- [Input for this task]:
BEGIN
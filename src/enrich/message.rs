//! Audit log message types

use crate::error::{EnricherError, Result};
use crate::resource::UNRESOLVED;
use base64::Engine;
use base64::engine::general_purpose::STANDARD;
use serde::{Deserialize, Serialize};
use serde_json::{Map, Value};
use std::collections::HashMap;

const ORG_NAME_FIELD: &str = "orgName";
const ORG_ID_FIELD: &str = "orgId";

/// Inbound audit log entry
///
/// Only `logName` is interpreted; every other field passes through untouched.
#[derive(Debug, Clone, PartialEq, Serialize, Deserialize)]
pub struct AuditLogMessage {
    #[serde(rename = "logName")]
    pub log_name: String,

    #[serde(flatten)]
    pub fields: Map<String, Value>,
}

impl AuditLogMessage {
    pub fn from_slice(data: &[u8]) -> Result<Self> {
        serde_json::from_slice(data)
            .map_err(|e| EnricherError::InvalidPayload(format!("audit log entry: {e}")))
    }
}

/// Organization that owns the resource an audit log was written under
#[derive(Debug, Clone, PartialEq, Eq)]
pub struct OrgIdentity {
    pub org_id: String,
    pub org_name: String,
}

impl OrgIdentity {
    pub fn new(org_id: impl Into<String>, org_name: impl Into<String>) -> Self {
        Self {
            org_id: org_id.into(),
            org_name: org_name.into(),
        }
    }

    pub fn unresolved() -> Self {
        Self::new(UNRESOLVED, UNRESOLVED)
    }
}

/// Audit log entry plus the owning organization
#[derive(Debug, Clone, PartialEq, Serialize, Deserialize)]
pub struct EnrichedMessage {
    #[serde(flatten)]
    pub message: AuditLogMessage,

    #[serde(rename = "orgName")]
    pub org_name: String,

    #[serde(rename = "orgId")]
    pub org_id: String,
}

impl EnrichedMessage {
    /// Attach `identity`, replacing any organization fields already present
    pub fn new(mut message: AuditLogMessage, identity: OrgIdentity) -> Self {
        message.fields.remove(ORG_NAME_FIELD);
        message.fields.remove(ORG_ID_FIELD);

        Self {
            message,
            org_name: identity.org_name,
            org_id: identity.org_id,
        }
    }
}

/// Body of a Pub/Sub push delivery (also the Eventarc CloudEvent data)
#[derive(Debug, Clone, Deserialize)]
pub struct PushEnvelope {
    pub message: PushMessage,

    #[serde(default)]
    pub subscription: Option<String>,
}

#[derive(Debug, Clone, Deserialize)]
#[serde(rename_all = "camelCase")]
pub struct PushMessage {
    /// Base64 encoded payload
    #[serde(default)]
    pub data: Option<String>,

    #[serde(default)]
    pub message_id: Option<String>,

    #[serde(default)]
    pub attributes: HashMap<String, String>,
}

impl PushEnvelope {
    pub fn from_slice(body: &[u8]) -> Result<Self> {
        serde_json::from_slice(body)
            .map_err(|e| EnricherError::InvalidPayload(format!("push envelope: {e}")))
    }

    /// Decoded message payload
    pub fn data(&self) -> Result<Vec<u8>> {
        let data = self
            .message
            .data
            .as_deref()
            .ok_or_else(|| EnricherError::InvalidPayload("message has no data".to_string()))?;

        STANDARD
            .decode(data)
            .map_err(|e| EnricherError::InvalidPayload(format!("message data is not base64: {e}")))
    }
}
//! Enrichment orchestrator
//!
//! Parse the log name, resolve the owning organization through the cache or
//! the matching resolver, attach it to the message and publish. Resolver and
//! cache failures degrade to `N/A`; only bad input and publish failures are
//! returned to the caller.

use crate::cache::ResourceCache;
use crate::enrich::{AuditLogMessage, EnrichedMessage, OrgIdentity, PushEnvelope};
use crate::error::Result;
use crate::logging::{Timer, log_error};
use crate::publish::{PublishReceipt, Publisher};
use crate::resolver::Resolvers;
use crate::resource::{ResourcePath, ResourceRecord, ResourceType, UNRESOLVED};
use chrono::Utc;
use std::sync::Arc;

/// Folders nest at most ten levels below an organization
pub const MAX_FOLDER_DEPTH: usize = 10;

/// Resource resolved on the way up to its organization, pending a cache write
struct Discovered {
    kind: ResourceType,
    id: String,
    display_name: String,
}

pub struct Enricher {
    cache: Arc<ResourceCache>,
    resolvers: Resolvers,
    publisher: Arc<dyn Publisher>,
}

impl Enricher {
    pub fn new(
        cache: Arc<ResourceCache>,
        resolvers: Resolvers,
        publisher: Arc<dyn Publisher>,
    ) -> Self {
        Self {
            cache,
            resolvers,
            publisher,
        }
    }

    /// Decode a push delivery, enrich it and publish the result
    pub async fn handle_push(&self, envelope: &PushEnvelope) -> Result<PublishReceipt> {
        let message = AuditLogMessage::from_slice(&envelope.data()?)?;
        tracing::debug!(
            message_id = ?envelope.message.message_id,
            subscription = ?envelope.subscription,
            attributes = ?envelope.message.attributes,
            "Received push delivery"
        );
        self.process(message).await
    }

    /// Enrich `message` and publish it
    pub async fn process(&self, message: AuditLogMessage) -> Result<PublishReceipt> {
        let _timer = Timer::new("enrich_and_publish");

        let enriched = self.enrich(message).await?;
        tracing::info!(
            log_name = %enriched.message.log_name,
            org_id = %enriched.org_id,
            org_name = %enriched.org_name,
            "Enriched audit log message"
        );
        if tracing::enabled!(tracing::Level::DEBUG) {
            if let Ok(json) = serde_json::to_string(&enriched) {
                tracing::debug!(message = %json, "Enriched message body");
            }
        }

        self.publisher.publish(&enriched).await
    }

    /// Attach the owning organization to `message`
    pub async fn enrich(&self, message: AuditLogMessage) -> Result<EnrichedMessage> {
        let path: ResourcePath = message.log_name.parse()?;
        tracing::info!(
            resource_type = %path.kind,
            resource_id = %path.id,
            "Processing audit log"
        );

        let identity = self.resolve_identity(&path).await;
        Ok(EnrichedMessage::new(message, identity))
    }

    /// Organization ID and name for the resource at `path`
    pub async fn resolve_identity(&self, path: &ResourcePath) -> OrgIdentity {
        // An organization resolves in a single step: it is its own owner
        if path.kind == ResourceType::Organization {
            return self.resolve_organization(&path.id).await;
        }

        match self.resolve_owning_org(path.kind, &path.id).await {
            Some(org_id) => self.resolve_organization(&org_id).await,
            None => OrgIdentity::unresolved(),
        }
    }

    /// Organization ID owning a billing account, folder or project
    ///
    /// Parent folders are walked until an organization is reached. Every
    /// resource resolved on the way is cached with the organization as parent.
    async fn resolve_owning_org(&self, kind: ResourceType, id: &str) -> Option<String> {
        let mut current = (kind, id.to_string());
        let mut discovered: Vec<Discovered> = Vec::new();

        let org_id = loop {
            let (kind, id) = current;

            if let Some(record) = self.cache.get(&id).await {
                break record.resource_parent;
            }

            if discovered.len() > MAX_FOLDER_DEPTH {
                tracing::warn!(
                    resource_id = %id,
                    depth = discovered.len(),
                    "Folder hierarchy too deep, giving up"
                );
                return None;
            }

            let lookup = self.resolvers.parent_lookup(kind)?;
            let resolution = match lookup.resolve(&id).await {
                Ok(resolution) => resolution,
                Err(e) => {
                    log_error(&format!("resolve_{kind}"), &e);
                    return None;
                }
            };

            let parent = resolution.parent;
            discovered.push(Discovered {
                kind,
                id,
                display_name: resolution.display_name,
            });

            match parent.kind {
                ResourceType::Organization => break parent.id,
                ResourceType::Folder => current = (ResourceType::Folder, parent.id),
                other => {
                    tracing::warn!(
                        parent_type = %other,
                        parent_id = %parent.id,
                        "Unexpected parent type"
                    );
                    return None;
                }
            }
        };

        if org_id == UNRESOLVED {
            return None;
        }

        let now = Utc::now();
        for resource in discovered {
            let record = ResourceRecord::new(
                resource.id,
                resource.display_name,
                resource.kind,
                org_id.clone(),
                now,
            );
            self.cache.put(&record).await;
        }

        Some(org_id)
    }

    /// Display name of `org_id`, from the cache or Resource Manager
    async fn resolve_organization(&self, org_id: &str) -> OrgIdentity {
        if let Some(record) = self.cache.get(org_id).await {
            return OrgIdentity::new(org_id, record.resource_name);
        }

        match self.resolvers.organization.resolve(org_id).await {
            Ok(info) => {
                let record = ResourceRecord::new(
                    org_id,
                    info.display_name.clone(),
                    ResourceType::Organization,
                    info.directory_customer_id,
                    Utc::now(),
                );
                self.cache.put(&record).await;
                OrgIdentity::new(org_id, info.display_name)
            }
            Err(e) => {
                log_error("resolve_organization", &e);
                OrgIdentity::new(org_id, UNRESOLVED)
            }
        }
    }
}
END
- [What you are asked to do]:
All lines in the records above with "remove" need to be found and copied.

- [Exercise solution]:
        message.fields.remove(ORG_NAME_FIELD);
        message.fields.remove(ORG_ID_FIELD);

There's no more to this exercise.